本研究中列线图模型纳入的静脉期影像组学标签与PNI阳性密切相关(P<0.001)。为避免多重共线性及过拟合等问题,本研究中采用LASSO回归共筛选出延伸率等共8个特征。延伸率显示ROI形状中两个最大主成分之间的关系;平坦度显示ROI形状中最大和最小主成分之间的关系,它们与肿瘤浸润深度密切相关;高灰度依赖程度衡量图像中灰度值的相关性和联合分布,可表现肿瘤在多尺度上的空间异质性[20];偏度可度量直方图关于均值的不对称程度;最大值指最大灰度强度,用于描述ROI内体素强度的分布[21];相关信息测度1评估两目标体素概率分布之间的相关性,可量化纹理的复杂性;最大概率指联合出现的一对最大相邻灰度的强度值,它们可衡量肿瘤区域间的异质性差异[22]。

目前,构建列线图模型进行胃癌术前PNI预测的报道较少。Liu等[15]报道患者术前体质指数、IgA水平以及CT报告的T、N分期是胃癌PNI的独立预测因子,但该研究中没有纳入影像组学特征进行综合分析。刘等[16]纳入Lauren分型和淋巴结转移情况等指标建立的列线图模型能较好地在术前预测胃癌PNI,然而胃癌的Lauren分型为胃镜检查结果,胃镜检查不仅有创,且由于活检点较局限易导致分型结果不准确; Yardmc等[8]使用基于CT纹理分析的机器学习方法进行PNI预测,但结果并不理想(AUC的95%CI为0.482~0.754),且他们采用的是二维图像分割。有研究表明VOIs能更全面地反映肿瘤内部的异质性[23]。另外有研究者将多期动态增强CT测量的病灶定量参数用于PNI术前预测,虽有较好的诊断效能,但其样本量(48例)较小,易导致结果出现假阳性[24]。针对以上不足,本研究纳入了171例病例,对肿瘤采用三维分割方法,将临床和影像组学特征相结合构建列线图模型,具有良好的诊断效能,有望辅助临床医师优化术前决策。

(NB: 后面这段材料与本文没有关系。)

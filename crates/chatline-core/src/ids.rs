//! Identifier types.
//!
//! Conversation ids are two-phase: a conversation created locally before the
//! server knows about it carries a [`ProvisionalId`]; once the server answers
//! it is promoted to a [`ServerId`]. The two are never coerced into one
//! another implicitly, only through [`ProvisionalId::promote`].

use chrono::{DateTime, Utc};
use serde::{Deserialize, Serialize};
use std::fmt;
use std::sync::atomic::{AtomicI64, Ordering};

// All string ids share the same shape so they stay interchangeable on the wire.
macro_rules! define_string_id {
    ($name:ident) => {
        #[derive(Debug, Clone, PartialEq, Eq, Hash, PartialOrd, Ord, Serialize, Deserialize)]
        #[serde(transparent)]
        pub struct $name(String);

        impl $name {
            pub fn new(raw: impl Into<String>) -> Self {
                Self(raw.into())
            }

            pub fn as_str(&self) -> &str {
                &self.0
            }

            pub fn into_inner(self) -> String {
                self.0
            }
        }

        impl fmt::Display for $name {
            fn fmt(&self, formatter: &mut fmt::Formatter<'_>) -> fmt::Result {
                formatter.write_str(&self.0)
            }
        }

        impl From<String> for $name {
            fn from(value: String) -> Self {
                Self(value)
            }
        }

        impl From<&str> for $name {
            fn from(value: &str) -> Self {
                Self(value.to_string())
            }
        }
    };
}

define_string_id!(ServerId);
define_string_id!(ProvisionalId);
define_string_id!(MessageId);
define_string_id!(LocalId);

static LAST_PROVISIONAL_MILLIS: AtomicI64 = AtomicI64::new(0);

impl ProvisionalId {
    /// Generates a provisional id of the form `conv_<unix millis>`.
    ///
    /// Ids generated in the same millisecond are bumped forward so that two
    /// provisional conversations never share an id within one process.
    pub fn generate(now: DateTime<Utc>) -> Self {
        let wanted = now.timestamp_millis();
        let mut last = LAST_PROVISIONAL_MILLIS.load(Ordering::Relaxed);
        loop {
            let next = wanted.max(last + 1);
            match LAST_PROVISIONAL_MILLIS.compare_exchange_weak(
                last,
                next,
                Ordering::Relaxed,
                Ordering::Relaxed,
            ) {
                Ok(_) => return Self(format!("conv_{next}")),
                Err(actual) => last = actual,
            }
        }
    }

    /// Promotes this provisional id to the id the server issued.
    pub fn promote(self, confirmed: ServerId) -> Promotion {
        Promotion {
            provisional: self,
            confirmed,
        }
    }
}

impl LocalId {
    /// Generates a fresh id for an optimistic entry.
    pub fn generate() -> Self {
        Self(format!("local_{}", uuid::Uuid::new_v4()))
    }
}

/// Record of a provisional conversation id being replaced by a server id.
#[derive(Debug, Clone, PartialEq, Eq)]
pub struct Promotion {
    pub provisional: ProvisionalId,
    pub confirmed: ServerId,
}

/// Identifier of a conversation in either phase.
#[derive(Debug, Clone, PartialEq, Eq, Hash, Serialize, Deserialize)]
#[serde(tag = "phase", content = "value", rename_all = "snake_case")]
pub enum ConversationId {
    Provisional(ProvisionalId),
    Confirmed(ServerId),
}

impl ConversationId {
    /// The raw id as sent to the remote service.
    pub fn as_str(&self) -> &str {
        match self {
            Self::Provisional(id) => id.as_str(),
            Self::Confirmed(id) => id.as_str(),
        }
    }

    pub fn is_provisional(&self) -> bool {
        matches!(self, Self::Provisional(_))
    }

    pub fn as_provisional(&self) -> Option<&ProvisionalId> {
        match self {
            Self::Provisional(id) => Some(id),
            Self::Confirmed(_) => None,
        }
    }

    pub fn as_confirmed(&self) -> Option<&ServerId> {
        match self {
            Self::Provisional(_) => None,
            Self::Confirmed(id) => Some(id),
        }
    }

    /// Returns the id this one becomes after `promotion`, or itself when the
    /// promotion concerns another conversation.
    pub fn promoted(&self, promotion: &Promotion) -> ConversationId {
        match self {
            Self::Provisional(id) if *id == promotion.provisional => {
                Self::Confirmed(promotion.confirmed.clone())
            }
            other => other.clone(),
        }
    }
}

impl fmt::Display for ConversationId {
    fn fmt(&self, formatter: &mut fmt::Formatter<'_>) -> fmt::Result {
        formatter.write_str(self.as_str())
    }
}

impl From<ServerId> for ConversationId {
    fn from(value: ServerId) -> Self {
        Self::Confirmed(value)
    }
}

impl From<ProvisionalId> for ConversationId {
    fn from(value: ProvisionalId) -> Self {
        Self::Provisional(value)
    }
}
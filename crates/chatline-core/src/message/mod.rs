//! Message domain module.
//!
//! This module contains message-related domain models and the boundary
//! normalisation that turns raw server records into well-formed messages.
//!
//! # Module Structure
//!
//! - `model`: `Message`, `MessageRole`, `MessageKind`, `SendReply`
//! - `payload`: typed side-payloads (`WeatherReport`, `KnowledgeSources`)
//! - `record`: raw `MessageRecord` as delivered by the remote service

mod model;
mod payload;
mod record;

pub use model::{Message, MessageKind, MessageRole, SendReply};
pub use payload::{KnowledgeSources, MessagePayload, WeatherReport};
pub use record::{MessageRecord, parse_timestamp};
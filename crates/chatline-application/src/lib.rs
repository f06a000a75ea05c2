//! Application layer for chatline.
//!
//! Coordinates the conversation directory, the session selector, the settings
//! store and the message synchronizer on top of the domain contracts in
//! `chatline-core`.

pub mod client;
pub mod directory;
pub mod dispatch;
pub mod poller;
pub mod selector;
pub mod settings_store;
pub mod sync;

#[cfg(test)]
mod test_support;

pub use client::ChatClient;
pub use directory::{ConversationDirectory, DeleteOutcome};
pub use dispatch::{MessageRenderer, PresentationContract, dispatch, type_label};
pub use selector::{Selection, SessionSelector};
pub use settings_store::SettingsStore;
pub use sync::{MessageSynchronizer, PollOutcome, SendOutcome, SyncPhase, SyncView};
//! GraphQL documents for the assistant backend.

const MESSAGE_FIELDS: &str = "id conversationId content type role timestamp metadata";

pub const GET_CONVERSATIONS: &str = r#"
query GetConversations {
  conversations { id title createdAt updatedAt messageCount }
}"#;

pub fn get_messages() -> String {
    format!(
        "query GetMessages($conversationId: String!) {{\n  messages(conversationId: $conversationId) {{ {MESSAGE_FIELDS} }}\n}}"
    )
}

pub fn send_message() -> String {
    format!(
        "mutation SendMessage($input: SendMessageInput!) {{\n  sendMessage(input: $input) {{\n    userMessage {{ {MESSAGE_FIELDS} }}\n    botMessage {{ {MESSAGE_FIELDS} }}\n  }}\n}}"
    )
}

pub const CREATE_CONVERSATION: &str = r#"
mutation CreateConversation($title: String) {
  createConversation(title: $title) { id title createdAt updatedAt messageCount }
}"#;

pub const DELETE_CONVERSATION: &str = r#"
mutation DeleteConversation($id: String!) {
  deleteConversation(id: $id)
}"#;

pub const GET_WEATHER: &str = r#"
query GetWeather($city: String!) {
  weather(city: $city) { city temperature description humidity windSpeed icon }
}"#;

pub const SEARCH_KNOWLEDGE: &str = r#"
query SearchKnowledge($query: String!) {
  searchKnowledge(query: $query) { id title content source tags createdAt similarity }
}"#;

pub const ADD_KNOWLEDGE: &str = r#"
mutation AddKnowledge($input: AddKnowledgeInput!) {
  addKnowledge(input: $input) { id title content source tags createdAt }
}"#;
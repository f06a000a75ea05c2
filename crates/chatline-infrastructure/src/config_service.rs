//! Client configuration loading.

use crate::paths::ChatlinePaths;
use crate::storage::AtomicTomlFile;
use chatline_core::config::{ClientConfig, ENDPOINT_ENV_VAR};
use chatline_core::error::{ChatError, Result};
use std::path::PathBuf;

/// Loads [`ClientConfig`] from `config.toml`.
///
/// Precedence, lowest to highest: built-in defaults, the config file, the
/// `GRAPHQL_ENDPOINT` environment variable, an explicit endpoint override.
pub struct ConfigService {
    file: AtomicTomlFile<ClientConfig>,
}

impl ConfigService {
    pub fn new(paths: &ChatlinePaths) -> Self {
        Self::at(paths.config_file())
    }

    pub fn at(path: PathBuf) -> Self {
        Self {
            file: AtomicTomlFile::new(path),
        }
    }

    /// Reads the config file, writing one with defaults if it is missing.
    pub fn load_or_create(&self) -> Result<ClientConfig> {
        match self.file.load()? {
            Some(config) => Ok(config),
            None => {
                let config = ClientConfig::default();
                self.file.save(&config)?;
                tracing::info!(
                    "[ConfigService] Created default config at {}",
                    self.file.path().display()
                );
                Ok(config)
            }
        }
    }

    /// Loads the file and applies the environment and `endpoint_override`.
    pub fn resolve(&self, endpoint_override: Option<String>) -> Result<ClientConfig> {
        let env_endpoint = std::env::var(ENDPOINT_ENV_VAR).ok();
        let config = apply_endpoint_overrides(self.load_or_create()?, env_endpoint, endpoint_override);
        validate(&config)?;
        Ok(config)
    }
}

fn apply_endpoint_overrides(
    mut config: ClientConfig,
    env_endpoint: Option<String>,
    explicit: Option<String>,
) -> ClientConfig {
    let chosen = explicit
        .or(env_endpoint)
        .map(|endpoint| endpoint.trim().to_string())
        .filter(|endpoint| !endpoint.is_empty());
    if let Some(endpoint) = chosen {
        config.endpoint = endpoint;
    }
    config
}

fn validate(config: &ClientConfig) -> Result<()> {
    let endpoint = config.endpoint.as_str();
    if !(endpoint.starts_with("http://") || endpoint.starts_with("https://")) {
        return Err(ChatError::config(format!(
            "endpoint must be an http(s) URL, got '{}'",
            endpoint
        )));
    }
    if config.request_timeout_secs == 0 {
        return Err(ChatError::config("request_timeout_secs must be positive"));
    }
    Ok(())
}

#[cfg(test)]
mod tests {
    use super::*;
    use chatline_core::config::DEFAULT_ENDPOINT;
    use tempfile::TempDir;

    #[test]
    fn test_missing_file_is_created_with_defaults() {
        let dir = TempDir::new().unwrap();
        let path = dir.path().join("config.toml");
        let service = ConfigService::at(path.clone());

        let config = service.load_or_create().unwrap();
        assert_eq!(config, ClientConfig::default());
        assert!(path.exists());
    }

    #[test]
    fn test_partial_file_keeps_defaults_for_missing_keys() {
        let dir = TempDir::new().unwrap();
        let path = dir.path().join("config.toml");
        std::fs::write(&path, "message_poll_interval_ms = 1500\n").unwrap();

        let config = ConfigService::at(path).load_or_create().unwrap();
        assert_eq!(config.message_poll_interval_ms, 1500);
        assert_eq!(config.endpoint, DEFAULT_ENDPOINT);
        assert_eq!(config.conversation_poll_interval_ms, 10_000);
    }

    #[test]
    fn test_explicit_endpoint_beats_environment() {
        let config = apply_endpoint_overrides(
            ClientConfig::default(),
            Some("http://env:9000/graphql".to_string()),
            Some("https://flag.example/graphql".to_string()),
        );
        assert_eq!(config.endpoint, "https://flag.example/graphql");

        let config = apply_endpoint_overrides(
            ClientConfig::default(),
            Some("http://env:9000/graphql".to_string()),
            None,
        );
        assert_eq!(config.endpoint, "http://env:9000/graphql");
    }

    #[test]
    fn test_blank_override_is_ignored() {
        let config = apply_endpoint_overrides(ClientConfig::default(), Some("  ".to_string()), None);
        assert_eq!(config.endpoint, DEFAULT_ENDPOINT);
    }

    #[test]
    fn test_validate_rejects_non_http_endpoint() {
        let config = ClientConfig {
            endpoint: "localhost:8787".to_string(),
            ..ClientConfig::default()
        };
        assert!(matches!(validate(&config), Err(ChatError::Config(_))));
        assert!(validate(&ClientConfig::default()).is_ok());
    }
}
//! Typed message payloads.

use serde::{Deserialize, Serialize};

/// Weather record attached to a `WEATHER` message.
#[derive(Debug, Clone, PartialEq, Serialize, Deserialize)]
#[serde(rename_all = "camelCase")]
pub struct WeatherReport {
    pub city: String,
    pub temperature: f64,
    #[serde(default)]
    pub description: String,
    #[serde(default)]
    pub humidity: f64,
    #[serde(default)]
    pub wind_speed: f64,
    #[serde(default)]
    pub icon: String,
}

/// Knowledge-retrieval result attached to a `KNOWLEDGE` message.
///
/// `confidence` is always within `[0, 1]`.
#[derive(Debug, Clone, PartialEq, Serialize, Deserialize)]
pub struct KnowledgeSources {
    pub sources: Vec<String>,
    pub confidence: f64,
}

impl KnowledgeSources {
    pub fn new(sources: Vec<String>, confidence: f64) -> Self {
        let confidence = if confidence.is_finite() {
            confidence.clamp(0.0, 1.0)
        } else {
            0.0
        };
        Self {
            sources,
            confidence,
        }
    }

    /// Confidence as a whole percentage, for display.
    pub fn confidence_percent(&self) -> u8 {
        (self.confidence * 100.0).round() as u8
    }
}

/// The typed payload of a message. The variant decides which presentation
/// contract renders it.
#[derive(Debug, Clone, PartialEq, Serialize, Deserialize)]
#[serde(tag = "type", content = "metadata", rename_all = "SCREAMING_SNAKE_CASE")]
pub enum MessagePayload {
    Text,
    Weather(WeatherReport),
    Knowledge(KnowledgeSources),
}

本研究存在一定的局限性:①本研究为单中心回顾性研究,虽然列线图模型在训练组和验证组有较好的诊断效能,但尚需大样本、前瞻性和多中心研究进一步验证;②本研究仅在静脉期增强扫描图像上勾画ROI,后期研究如能在平扫、动脉期及延迟期图像上勾画ROI进行影像组学分析并构建联合模型,可有望提高模型的诊断效能。③本研究纳入分析的临床指标中肿瘤最大径、T分期和N分期都来自CT诊断报告,一定程度上可能受到放射科医师的经验和主观因素的影响。

总之,我们构建了用于术前预测AGC患者PNI的列线图模型,为临床医师术前识别PNI(可疑)阳性的胃癌患者提供一种新的策略。